## Saved data entries
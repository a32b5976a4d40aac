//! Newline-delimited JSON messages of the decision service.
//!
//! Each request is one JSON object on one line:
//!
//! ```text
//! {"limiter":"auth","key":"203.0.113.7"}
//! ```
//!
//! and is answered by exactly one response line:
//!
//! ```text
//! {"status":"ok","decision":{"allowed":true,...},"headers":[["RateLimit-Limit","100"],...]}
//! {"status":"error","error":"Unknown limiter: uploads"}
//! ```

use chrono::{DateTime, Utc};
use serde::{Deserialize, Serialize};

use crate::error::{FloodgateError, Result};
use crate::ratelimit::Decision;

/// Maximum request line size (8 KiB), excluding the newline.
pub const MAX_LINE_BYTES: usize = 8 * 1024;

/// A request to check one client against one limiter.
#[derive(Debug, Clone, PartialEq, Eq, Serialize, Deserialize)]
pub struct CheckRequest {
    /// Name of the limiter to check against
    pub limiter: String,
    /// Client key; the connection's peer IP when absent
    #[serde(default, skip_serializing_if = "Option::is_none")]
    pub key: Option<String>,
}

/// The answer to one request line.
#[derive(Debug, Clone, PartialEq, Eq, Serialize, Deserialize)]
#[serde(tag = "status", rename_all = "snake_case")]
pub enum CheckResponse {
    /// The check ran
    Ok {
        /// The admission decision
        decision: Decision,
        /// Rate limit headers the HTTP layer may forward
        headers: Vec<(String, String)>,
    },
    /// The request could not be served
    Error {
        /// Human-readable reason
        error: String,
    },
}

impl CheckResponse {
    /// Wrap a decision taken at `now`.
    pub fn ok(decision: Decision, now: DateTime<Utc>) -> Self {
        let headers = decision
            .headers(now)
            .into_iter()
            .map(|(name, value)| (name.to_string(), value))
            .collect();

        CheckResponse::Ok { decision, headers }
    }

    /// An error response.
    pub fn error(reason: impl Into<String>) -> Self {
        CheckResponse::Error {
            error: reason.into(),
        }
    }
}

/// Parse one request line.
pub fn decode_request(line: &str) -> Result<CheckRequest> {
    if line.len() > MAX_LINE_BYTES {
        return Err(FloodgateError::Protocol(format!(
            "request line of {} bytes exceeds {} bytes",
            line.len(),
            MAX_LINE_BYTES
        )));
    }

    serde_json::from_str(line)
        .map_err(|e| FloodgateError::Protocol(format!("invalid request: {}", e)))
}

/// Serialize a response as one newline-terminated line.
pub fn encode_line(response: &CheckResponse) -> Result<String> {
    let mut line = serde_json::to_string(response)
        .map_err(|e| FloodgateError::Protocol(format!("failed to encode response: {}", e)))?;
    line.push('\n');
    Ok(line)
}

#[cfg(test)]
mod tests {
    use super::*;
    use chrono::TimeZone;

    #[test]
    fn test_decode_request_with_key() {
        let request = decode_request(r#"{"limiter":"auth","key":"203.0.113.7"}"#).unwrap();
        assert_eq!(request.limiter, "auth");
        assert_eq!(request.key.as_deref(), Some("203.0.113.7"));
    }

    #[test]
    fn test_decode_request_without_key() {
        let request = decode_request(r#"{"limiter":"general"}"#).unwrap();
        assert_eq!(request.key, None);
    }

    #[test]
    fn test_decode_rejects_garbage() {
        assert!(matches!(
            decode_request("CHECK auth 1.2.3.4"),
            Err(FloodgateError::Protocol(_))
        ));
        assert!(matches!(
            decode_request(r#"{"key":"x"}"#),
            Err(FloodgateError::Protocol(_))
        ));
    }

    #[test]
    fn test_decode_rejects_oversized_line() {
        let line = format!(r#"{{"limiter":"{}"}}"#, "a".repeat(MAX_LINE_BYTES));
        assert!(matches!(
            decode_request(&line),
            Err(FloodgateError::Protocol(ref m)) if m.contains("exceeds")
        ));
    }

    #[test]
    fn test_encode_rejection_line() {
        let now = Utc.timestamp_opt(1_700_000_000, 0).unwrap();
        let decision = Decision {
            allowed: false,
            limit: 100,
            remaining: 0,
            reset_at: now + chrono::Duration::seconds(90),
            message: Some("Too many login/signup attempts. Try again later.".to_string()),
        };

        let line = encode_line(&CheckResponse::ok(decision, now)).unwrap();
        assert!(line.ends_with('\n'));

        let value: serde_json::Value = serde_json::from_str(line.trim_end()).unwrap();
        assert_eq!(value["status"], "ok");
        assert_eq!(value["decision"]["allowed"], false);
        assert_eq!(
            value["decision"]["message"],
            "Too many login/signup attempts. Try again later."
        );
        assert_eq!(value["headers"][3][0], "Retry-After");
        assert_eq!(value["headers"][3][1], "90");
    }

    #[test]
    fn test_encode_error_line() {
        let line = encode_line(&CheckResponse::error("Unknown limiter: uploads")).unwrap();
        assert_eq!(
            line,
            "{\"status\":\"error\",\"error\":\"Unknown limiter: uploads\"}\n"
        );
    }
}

## Brief
Once you find the line containing "if line.len() >", stop: reproduce exactly that line and every line of the data before it, and nothing else.

## Solution to this problem
repository a32b5976a4d40aac
//! Newline-delimited JSON messages of the decision service.
//!
//! Each request is one JSON object on one line:
//!
//! ```text
//! {"limiter":"auth","key":"203.0.113.7"}
//! ```
//!
//! and is answered by exactly one response line:
//!
//! ```text
//! {"status":"ok","decision":{"allowed":true,...},"headers":[["RateLimit-Limit","100"],...]}
//! {"status":"error","error":"Unknown limiter: uploads"}
//! ```

use chrono::{DateTime, Utc};
use serde::{Deserialize, Serialize};

use crate::error::{FloodgateError, Result};
use crate::ratelimit::Decision;

/// Maximum request line size (8 KiB), excluding the newline.
pub const MAX_LINE_BYTES: usize = 8 * 1024;

/// A request to check one client against one limiter.
#[derive(Debug, Clone, PartialEq, Eq, Serialize, Deserialize)]
pub struct CheckRequest {
    /// Name of the limiter to check against
    pub limiter: String,
    /// Client key; the connection's peer IP when absent
    #[serde(default, skip_serializing_if = "Option::is_none")]
    pub key: Option<String>,
}

/// The answer to one request line.
#[derive(Debug, Clone, PartialEq, Eq, Serialize, Deserialize)]
#[serde(tag = "status", rename_all = "snake_case")]
pub enum CheckResponse {
    /// The check ran
    Ok {
        /// The admission decision
        decision: Decision,
        /// Rate limit headers the HTTP layer may forward
        headers: Vec<(String, String)>,
    },
    /// The request could not be served
    Error {
        /// Human-readable reason
        error: String,
    },
}

impl CheckResponse {
    /// Wrap a decision taken at `now`.
    pub fn ok(decision: Decision, now: DateTime<Utc>) -> Self {
        let headers = decision
            .headers(now)
            .into_iter()
            .map(|(name, value)| (name.to_string(), value))
            .collect();

        CheckResponse::Ok { decision, headers }
    }

    /// An error response.
    pub fn error(reason: impl Into<String>) -> Self {
        CheckResponse::Error {
            error: reason.into(),
        }
    }
}

/// Parse one request line.
pub fn decode_request(line: &str) -> Result<CheckRequest> {
    if line.len() > MAX_LINE_BYTES {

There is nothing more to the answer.